- WHAT YOU SHOULD DO
Give the number of lines in the records below that include "denom". Reply with that number alone.

- PROVIDED DATA
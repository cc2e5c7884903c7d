//! Store key layout
//!
//! ```text
//! 0x01                                   → Pool
//! 0x02                                   → Params (set at genesis)
//! 0x21 | len | operator                  → Validator
//! 0x22 | pubkey                          → operator (by consensus key)
//! 0x31 | len | delegator | len | val     → Delegation
//! 0x32 | len | delegator | len | val     → UnbondingDelegation
//! 0x34 | len | delegator | len | src | len | dst → Redelegation
//! 0x51 | len | account | denom           → balance
//! ```
//!
//! Addresses are length-prefixed so that a prefix scan over one address never
//! matches a longer address sharing the same leading bytes.

use crate::address::{AccAddress, ConsPubKey, ValAddress};

/// Pool record
pub const POOL_KEY: &[u8] = &[0x01];
/// Staking parameters chosen at genesis
pub const PARAMS_KEY: &[u8] = &[0x02];
/// Validators by operator
pub const VALIDATOR_PREFIX: u8 = 0x21;
/// Operator by consensus key
pub const VALIDATOR_BY_CONS_PREFIX: u8 = 0x22;
/// Delegations
pub const DELEGATION_PREFIX: u8 = 0x31;
/// Unbonding delegations
pub const UNBONDING_PREFIX: u8 = 0x32;
/// Redelegations
pub const REDELEGATION_PREFIX: u8 = 0x34;
/// Account balances
pub const BALANCE_PREFIX: u8 = 0x51;

fn push_addr(key: &mut Vec<u8>, addr: &[u8]) {
    key.push(addr.len().min(u8::MAX as usize) as u8);
    key.extend_from_slice(addr);
}

/// Key of a validator record
pub fn validator_key(operator: &ValAddress) -> Vec<u8> {
    let mut key = vec![VALIDATOR_PREFIX];
    push_addr(&mut key, operator.as_bytes());
    key
}

/// Key of the consensus key index
pub fn validator_by_cons_key(pubkey: &ConsPubKey) -> Vec<u8> {
    let mut key = vec![VALIDATOR_BY_CONS_PREFIX];
    key.extend_from_slice(pubkey.as_bytes());
    key
}

/// Prefix of every delegation held by `delegator`
pub fn delegations_prefix(delegator: &AccAddress) -> Vec<u8> {
    let mut key = vec![DELEGATION_PREFIX];
    push_addr(&mut key, delegator.as_bytes());
    key
}

/// Key of a delegation
pub fn delegation_key(delegator: &AccAddress, validator: &ValAddress) -> Vec<u8> {
    let mut key = delegations_prefix(delegator);
    push_addr(&mut key, validator.as_bytes());
    key
}

/// Key of an unbonding delegation
pub fn unbonding_key(delegator: &AccAddress, validator: &ValAddress) -> Vec<u8> {
    let mut key = vec![UNBONDING_PREFIX];
    push_addr(&mut key, delegator.as_bytes());
    push_addr(&mut key, validator.as_bytes());
    key
}

/// Prefix of every redelegation made by `delegator`
pub fn redelegations_prefix(delegator: &AccAddress) -> Vec<u8> {
    let mut key = vec![REDELEGATION_PREFIX];
    push_addr(&mut key, delegator.as_bytes());
    key
}

/// Key of a redelegation
pub fn redelegation_key(delegator: &AccAddress, src: &ValAddress, dst: &ValAddress) -> Vec<u8> {
    let mut key = redelegations_prefix(delegator);
    push_addr(&mut key, src.as_bytes());
    push_addr(&mut key, dst.as_bytes());
    key
}

/// Key of an account balance
pub fn balance_key(account: &AccAddress, denom: &str) -> Vec<u8> {
    let mut key = vec![BALANCE_PREFIX];
    push_addr(&mut key, account.as_bytes());
    key.extend_from_slice(denom.as_bytes());
    key
}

- WRITTEN RESPONSE
3